Options in Management
Glucocorticoid-induced osteoporosis is both preventable and treatable. According to recommendations published by the American College of Rheumatology, individuals initiating glucocorticoid therapy should have a bone mineral density test performed. This test will provide a baseline measurement from which to monitor subsequent changes in bone mass. ACR also recommends a daily intake of 1500 milligrams of calcium and 400-800 International Units of vitamin D. Calcium and vitamin D can help maintain calcium balance and normal parathyroid hormone levels, and can even preserve bone mass in some patients on low-dose steroid therapy.
Risedronate (for prevention and treatment) and alendronate (for treatment) are approved by the Food and Drug Administration (FDA) for glucocorticoid-induced osteoporosis. In glucocorticoid users, both drugs deliver beneficial effects on the spine and hip bone mineral density and are associated with a decrease in spinal fractures. Estrogen and calcitonin may help preserve spinal bone mass in postmenopausal women on glucocorticoids, but neither is approved by the FDA for glucocorticoid-induced osteoporosis.

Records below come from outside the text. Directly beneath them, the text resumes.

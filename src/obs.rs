//! Tracing initialization for the relay.
//!
//! Installs a console layer (filtered by `RUST_LOG`, defaulting to `info`)
//! and a non-blocking file layer appending to the configured log path. The
//! returned guard must stay alive for the lifetime of the process or buffered
//! log lines are dropped on exit.

// std
use std::{fs, io::ErrorKind};
// crates.io
use tracing_appender::non_blocking::WorkerGuard;
use tracing_subscriber::{EnvFilter, prelude::*};
// self
use crate::{_prelude::*, error::ConfigError};

const FILE_FILTER: &str = "info,oauth1_relay=debug";

/// Initializes the global tracing subscriber, logging to stderr and `log_path`.
pub fn init(log_path: &Path) -> Result<WorkerGuard, ConfigError> {
	let dir = log_path
		.parent()
		.filter(|parent| !parent.as_os_str().is_empty())
		.unwrap_or_else(|| Path::new("."));

	fs::create_dir_all(dir).map_err(|source| ConfigError::LogFile {
		path: log_path.display().to_string(),
		source,
	})?;

	let file_name = log_path.file_name().ok_or_else(|| ConfigError::LogFile {
		path: log_path.display().to_string(),
		source: std::io::Error::new(ErrorKind::InvalidInput, "log path has no file name"),
	})?;
	let appender = tracing_appender::rolling::never(dir, file_name);
	let (writer, guard) = tracing_appender::non_blocking(appender);

	tracing_subscriber::registry()
		.with(
			tracing_subscriber::fmt::layer().with_target(true).with_filter(
				EnvFilter::try_from_default_env().unwrap_or_else(|_| EnvFilter::new("info")),
			),
		)
		.with(
			tracing_subscriber::fmt::layer()
				.with_ansi(false)
				.with_target(true)
				.with_writer(writer)
				.with_filter(EnvFilter::new(FILE_FILTER)),
		)
		.init();

	Ok(guard)
}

Lifestyle modifications, such as eliminating smoking and alcohol, are important in reducing the risk of steroid-induced osteoporosis. Physical activity and exercise can help to preserve bone and muscle mass, while increasing muscle strength and reducing the risk of falls. Fall prevention safety measures are of particular significance for elderly individuals and for those who have experienced steroid-induced muscle weakness.
Osteoporosis prevention measures should begin early, ideally at the onset of glucocorticoid therapy. Experts recommend using the lowest dose of steroid for the shortest period of time possible and, when feasible, inhaled or topical glucocorticoids should be utilized.